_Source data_

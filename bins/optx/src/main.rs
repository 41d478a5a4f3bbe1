//! Options analytics binary
//!
//! Loads daily option-chain snapshots from disk, computes the metrics
//! record for each requested symbol, and writes one JSON line per symbol.

use analytics::{AssembledMetrics, MetricsAssembler};
use anyhow::{Context, Result};
use chrono::NaiveDate;
use cli::{Cli, Commands};
use config::{generate_default_config, load_config, save_config, validate_config, AnalyticsConfig};
use ingest::{DirectorySource, SnapshotReport, SnapshotSource};
use observability::{init_logging, init_metrics, EngineMetrics};
use serde::Serialize;
use std::collections::HashMap;
use std::fs::File;
use std::io::{BufWriter, Write};
use std::path::{Path, PathBuf};
use std::sync::Arc;
use tokio::task::JoinSet;
use tracing::{debug, error, info, info_span, warn, Instrument, Span};
use uuid::Uuid;

/// One output line
#[derive(Serialize)]
struct OutputLine<'a> {
    run_id: &'a Uuid,
    #[serde(flatten)]
    record: &'a analytics::MetricsRecord,
    #[serde(skip_serializing_if = "Option::is_none")]
    gex: Option<&'a analytics::GexDistribution>,
    diagnostics: &'a analytics::Diagnostics,
    ingest: &'a SnapshotReport,
}

#[tokio::main]
async fn main() -> Result<()> {
    let cli = Cli::parse_args();

    init_logging("optx", cli.log_format)?;
    debug!(?cli, "CLI arguments parsed");

    if let Some(port) = cli.metrics_port {
        init_metrics(port).context("Failed to start metrics exporter")?;
    }

    let run_id = Uuid::new_v4();
    let span = info_span!("run", %run_id);

    match cli.command {
        Commands::Compute {
            input,
            symbols,
            date,
            config,
            gex,
            output,
        } => {
            compute_command(run_id, input, symbols, date, config, gex, output)
                .instrument(span)
                .await
        }
        Commands::Validate { config } => {
            let _guard = span.enter();
            validate_command(config)
        }
        Commands::Init { output } => {
            let _guard = span.enter();
            init_command(output)
        }
    }
}

/// Load the configuration file when given, otherwise defaults, and refuse
/// to run on validation errors
fn resolve_config(path: Option<&Path>) -> Result<AnalyticsConfig> {
    let config = match path {
        Some(path) => load_config(path)?,
        None => {
            info!("No configuration file given, using defaults");
            generate_default_config()
        }
    };

    let report = validate_config(&config);
    for warning in &report.warnings {
        warn!(field = %warning.field, message = %warning.message, "Configuration warning");
    }
    if !report.is_valid() {
        for err in &report.errors {
            error!("{}", err);
        }
        anyhow::bail!(
            "Cannot compute metrics due to {} configuration error(s)",
            report.errors.len()
        );
    }
    Ok(config)
}

async fn compute_command(
    run_id: Uuid,
    input: PathBuf,
    symbols: Vec<String>,
    date: NaiveDate,
    config_path: Option<PathBuf>,
    include_gex: bool,
    output: Option<PathBuf>,
) -> Result<()> {
    let config = resolve_config(config_path.as_deref())?;

    let symbols: Vec<String> = symbols
        .iter()
        .map(|s| s.trim().to_string())
        .filter(|s| !s.is_empty())
        .collect();
    if symbols.is_empty() {
        anyhow::bail!("No symbols given");
    }

    info!(input = ?input, %date, symbols = symbols.len(), "Computing metrics");

    let source = Arc::new(DirectorySource::new(input, config.normalizer.clone()));
    let assembler = Arc::new(MetricsAssembler::with_metrics(config, EngineMetrics::new()));

    let mut tasks = JoinSet::new();
    for symbol in symbols.iter().cloned() {
        let source = Arc::clone(&source);
        let assembler = Arc::clone(&assembler);
        let span = Span::current();
        tasks.spawn_blocking(move || {
            let _guard = span.enter();
            let result = compute_symbol(&*source, &assembler, &symbol, date);
            (symbol, result)
        });
    }

    let results = collect_symbols(tasks).await;

    let mut writer: Box<dyn Write> = match &output {
        Some(path) => Box::new(BufWriter::new(
            File::create(path).with_context(|| format!("Failed to create output file: {:?}", path))?,
        )),
        None => Box::new(BufWriter::new(std::io::stdout().lock())),
    };

    // input order, not completion order
    let mut written = 0usize;
    for symbol in &symbols {
        let Some((assembled, report)) = results.get(symbol) else {
            continue;
        };
        let line = OutputLine {
            run_id: &run_id,
            record: &assembled.record,
            gex: include_gex.then_some(&assembled.gex),
            diagnostics: &assembled.diagnostics,
            ingest: report,
        };
        serde_json::to_writer(&mut writer, &line).context("Failed to serialize metrics record")?;
        writeln!(writer).context("Failed to write output")?;
        written += 1;
    }
    writer.flush().context("Failed to flush output")?;

    info!(written, failed = symbols.len() - written, "Run complete");
    if written == 0 {
        anyhow::bail!("No symbol could be computed");
    }
    Ok(())
}

/// Drain per-symbol tasks. Failed and panicked symbols are logged and left
/// out, the rest are returned keyed by symbol.
async fn collect_symbols<T: Send + 'static>(
    mut tasks: JoinSet<(String, Result<T>)>,
) -> HashMap<String, T> {
    let mut results = HashMap::new();
    while let Some(joined) = tasks.join_next().await {
        let (symbol, result) = match joined {
            Ok(done) => done,
            Err(e) => {
                error!(error = %e, "Symbol task panicked, skipping");
                continue;
            }
        };
        match result {
            Ok(out) => {
                results.insert(symbol, out);
            }
            Err(e) => error!(%symbol, error = %format!("{:#}", e), "Skipping symbol"),
        }
    }
    results
}

fn compute_symbol(
    source: &dyn SnapshotSource,
    assembler: &MetricsAssembler,
    symbol: &str,
    date: NaiveDate,
) -> Result<(AssembledMetrics, SnapshotReport)> {
    let (snapshot, report) = source
        .load_snapshot(symbol, date)
        .with_context(|| format!("Failed to load snapshot for {} on {}", symbol, date))?;

    if !report.missing_files.is_empty() {
        warn!(%symbol, missing = ?report.missing_files, "Snapshot is missing option tables");
    }
    debug!(%symbol, dropped = report.dropped_total(), "Snapshot loaded");

    Ok((assembler.assemble(&snapshot), report))
}

fn validate_command<P: AsRef<Path>>(config_path: P) -> Result<()> {
    info!(path = ?config_path.as_ref(), "Validating configuration");

    let config = load_config(&config_path)?;
    let report = validate_config(&config);

    println!("\n=== Configuration Validation Report ===\n");

    if !report.warnings.is_empty() {
        println!("Warnings ({}):", report.warnings.len());
        for warning in &report.warnings {
            println!("  [warn] [{}] {}", warning.field, warning.message);
        }
        println!();
    }

    if !report.errors.is_empty() {
        println!("Errors ({}):", report.errors.len());
        for err in &report.errors {
            println!("  [error] {}", err);
        }
        println!();
        anyhow::bail!("Configuration validation failed");
    }

    println!("[ok] Configuration is valid!");
    println!();
    println!("Contract multiplier: {}", config.engine.contract_multiplier);
    println!(
        "Term buckets: {:?}",
        config
            .term_structure
            .buckets
            .iter()
            .map(|b| b.target_dte)
            .collect::<Vec<_>>()
    );
    println!("Realized vol windows: {:?}", config.realized_vol.windows);

    Ok(())
}

fn init_command<P: AsRef<Path>>(output_path: P) -> Result<()> {
    let output_path = output_path.as_ref();
    info!(?output_path, "Initializing new configuration file");

    let config = generate_default_config();

    if let Some(parent) = output_path.parent().filter(|p| !p.as_os_str().is_empty()) {
        std::fs::create_dir_all(parent)
            .with_context(|| format!("Failed to create directory: {:?}", parent))?;
    }

    save_config(&config, output_path)?;

    println!("[ok] Configuration file created successfully!");
    println!();
    println!("Location: {:?}", output_path);
    println!();
    println!("Next steps:");
    println!("  1. Edit thresholds, term buckets and volatility windows as needed");
    println!("  2. Run 'optx validate --config {:?}' to check configuration", output_path);
    println!(
        "  3. Run 'optx compute --config {:?} --input <dir> --symbols SPY --date YYYYMMDD'",
        output_path
    );

    Ok(())
}
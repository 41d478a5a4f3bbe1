use crate::*;
use anyhow::{Context, Result};
use std::fs;
use std::path::Path;
use tracing::{debug, info, instrument};

#[instrument(skip(path))]
pub fn load_config<P: AsRef<Path>>(path: P) -> Result<AnalyticsConfig> {
    let path = path.as_ref();
    info!("Loading configuration from: {:?}", path);

    let content = fs::read_to_string(path)
        .with_context(|| format!("Failed to read config file: {:?}", path))?;

    debug!("Config file content length: {} bytes", content.len());

    parse_config(&content)
}

/// Parse a YAML document. An empty document yields the defaults.
pub fn parse_config(content: &str) -> Result<AnalyticsConfig> {
    if content.trim().is_empty() {
        debug!("Empty configuration document, using defaults");
        return Ok(AnalyticsConfig::default());
    }

    let config: AnalyticsConfig = serde_yaml::from_str(content)
        .with_context(|| "Failed to parse YAML configuration")?;

    info!("Configuration loaded successfully");
    Ok(config)
}

#[instrument]
pub fn generate_default_config() -> AnalyticsConfig {
    AnalyticsConfig::default()
}

#[instrument]
pub fn save_config<P: AsRef<Path> + std::fmt::Debug>(config: &AnalyticsConfig, path: P) -> Result<()> {
    let path = path.as_ref();
    info!("Saving configuration to: {:?}", path);

    let yaml = serde_yaml::to_string(config)
        .with_context(|| "Failed to serialize configuration to YAML")?;

    fs::write(path, yaml)
        .with_context(|| format!("Failed to write config file: {:?}", path))?;

    info!("Configuration saved successfully");
    Ok(())
}
//! Configuration for the options analytics engine
//!
//! Every calculator receives its section of [`AnalyticsConfig`] explicitly;
//! nothing is read from global state. All fields are optional in YAML and
//! fall back to the functions in [`defaults`].

use serde::{Deserialize, Serialize};

pub mod defaults;
pub mod parser;
pub mod validator;

pub use defaults::*;
pub use parser::*;
pub use validator::*;

#[derive(Debug, Clone, Default, Deserialize, Serialize, PartialEq)]
pub struct AnalyticsConfig {
    #[serde(default)]
    pub engine: EngineConfig,
    #[serde(default)]
    pub normalizer: NormalizerConfig,
    #[serde(default)]
    pub skew: SkewConfig,
    #[serde(default)]
    pub term_structure: TermStructureConfig,
    #[serde(default)]
    pub put_call: PutCallConfig,
    #[serde(default)]
    pub liquidity: LiquidityConfig,
    #[serde(default)]
    pub realized_vol: RealizedVolConfig,
}

#[derive(Debug, Clone, Deserialize, Serialize, PartialEq)]
pub struct EngineConfig {
    /// Shares per contract used in every exposure formula
    #[serde(default = "default_contract_multiplier")]
    pub contract_multiplier: f64,
}

impl Default for EngineConfig {
    fn default() -> Self {
        Self {
            contract_multiplier: default_contract_multiplier(),
        }
    }
}

#[derive(Debug, Clone, Deserialize, Serialize, PartialEq)]
pub struct NormalizerConfig {
    /// Strikes are treated as milli-strikes when the table maximum exceeds this
    #[serde(default = "default_milli_strike_threshold")]
    pub milli_strike_threshold: f64,
    #[serde(default = "default_milli_strike_divisor")]
    pub milli_strike_divisor: f64,
}

impl Default for NormalizerConfig {
    fn default() -> Self {
        Self {
            milli_strike_threshold: default_milli_strike_threshold(),
            milli_strike_divisor: default_milli_strike_divisor(),
        }
    }
}

#[derive(Debug, Clone, Deserialize, Serialize, PartialEq)]
pub struct SkewConfig {
    #[serde(default = "default_atm_delta")]
    pub atm_delta: f64,
    #[serde(default = "default_wing_delta")]
    pub wing_delta: f64,
    #[serde(default = "default_tail_delta")]
    pub tail_delta: f64,
}

impl Default for SkewConfig {
    fn default() -> Self {
        Self {
            atm_delta: default_atm_delta(),
            wing_delta: default_wing_delta(),
            tail_delta: default_tail_delta(),
        }
    }
}

/// One target maturity bucket and its half-width in days
#[derive(Debug, Clone, Copy, Deserialize, Serialize, PartialEq, Eq)]
pub struct DteBucket {
    pub target_dte: u32,
    pub tolerance: u32,
}

impl DteBucket {
    /// Inclusive `[target - tolerance, target + tolerance]`, floored at zero
    pub fn window(&self) -> (u32, u32) {
        (
            self.target_dte.saturating_sub(self.tolerance),
            self.target_dte.saturating_add(self.tolerance),
        )
    }

    pub fn contains(&self, dte: u32) -> bool {
        let (lo, hi) = self.window();
        dte >= lo && dte <= hi
    }
}

#[derive(Debug, Clone, Deserialize, Serialize, PartialEq)]
pub struct TermStructureConfig {
    #[serde(default = "default_dte_buckets")]
    pub buckets: Vec<DteBucket>,
    /// Short leg of the term spreads
    #[serde(default = "default_spread_short_dte")]
    pub spread_short_dte: u32,
    /// Long leg of the term spreads
    #[serde(default = "default_spread_long_dte")]
    pub spread_long_dte: u32,
}

impl Default for TermStructureConfig {
    fn default() -> Self {
        Self {
            buckets: default_dte_buckets(),
            spread_short_dte: default_spread_short_dte(),
            spread_long_dte: default_spread_long_dte(),
        }
    }
}

#[derive(Debug, Clone, Deserialize, Serialize, PartialEq)]
pub struct PutCallConfig {
    #[serde(default = "default_bearish_above")]
    pub bearish_above: f64,
    #[serde(default = "default_bullish_below")]
    pub bullish_below: f64,
}

impl Default for PutCallConfig {
    fn default() -> Self {
        Self {
            bearish_above: default_bearish_above(),
            bullish_below: default_bullish_below(),
        }
    }
}

#[derive(Debug, Clone, Deserialize, Serialize, PartialEq)]
pub struct LiquidityConfig {
    /// Rows quoted wider than this spread percentage count as illiquid
    #[serde(default = "default_illiquid_spread_pct")]
    pub illiquid_spread_pct: f64,
    /// Rows at or above this spread percentage are discarded as artifacts
    #[serde(default = "default_artifact_spread_pct")]
    pub artifact_spread_pct: f64,
    /// Average spread percentage that contributes half of the stress index
    #[serde(default = "default_stress_spread_scale")]
    pub stress_spread_scale: f64,
    #[serde(default = "default_min_volume")]
    pub min_volume: u64,
    #[serde(default = "default_min_open_interest")]
    pub min_open_interest: u64,
    #[serde(default = "default_min_bid")]
    pub min_bid: f64,
}

impl Default for LiquidityConfig {
    fn default() -> Self {
        Self {
            illiquid_spread_pct: default_illiquid_spread_pct(),
            artifact_spread_pct: default_artifact_spread_pct(),
            stress_spread_scale: default_stress_spread_scale(),
            min_volume: default_min_volume(),
            min_open_interest: default_min_open_interest(),
            min_bid: default_min_bid(),
        }
    }
}

#[derive(Debug, Clone, Deserialize, Serialize, PartialEq)]
pub struct RealizedVolConfig {
    #[serde(default = "default_vol_windows")]
    pub windows: Vec<usize>,
    #[serde(default = "default_trading_days_per_year")]
    pub trading_days_per_year: f64,
    /// Realized-vol window subtracted from ATM IV for the IV-HV spread
    #[serde(default = "default_iv_spread_window")]
    pub iv_spread_window: usize,
}

impl Default for RealizedVolConfig {
    fn default() -> Self {
        Self {
            windows: default_vol_windows(),
            trading_days_per_year: default_trading_days_per_year(),
            iv_spread_window: default_iv_spread_window(),
        }
    }
}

_WORK REQUIRED_
Repeat word for word every line from the start of the entries to the line holding "use chrono::NaiveDate;", inclusive, and nothing else.

_YOUR SOLUTION_
filename bins/optx/src/main.rs
repository 41d478a5a4f3bbe1
//! Options analytics binary
//!
//! Loads daily option-chain snapshots from disk, computes the metrics
//! record for each requested symbol, and writes one JSON line per symbol.

use analytics::{AssembledMetrics, MetricsAssembler};
use anyhow::{Context, Result};
use chrono::NaiveDate;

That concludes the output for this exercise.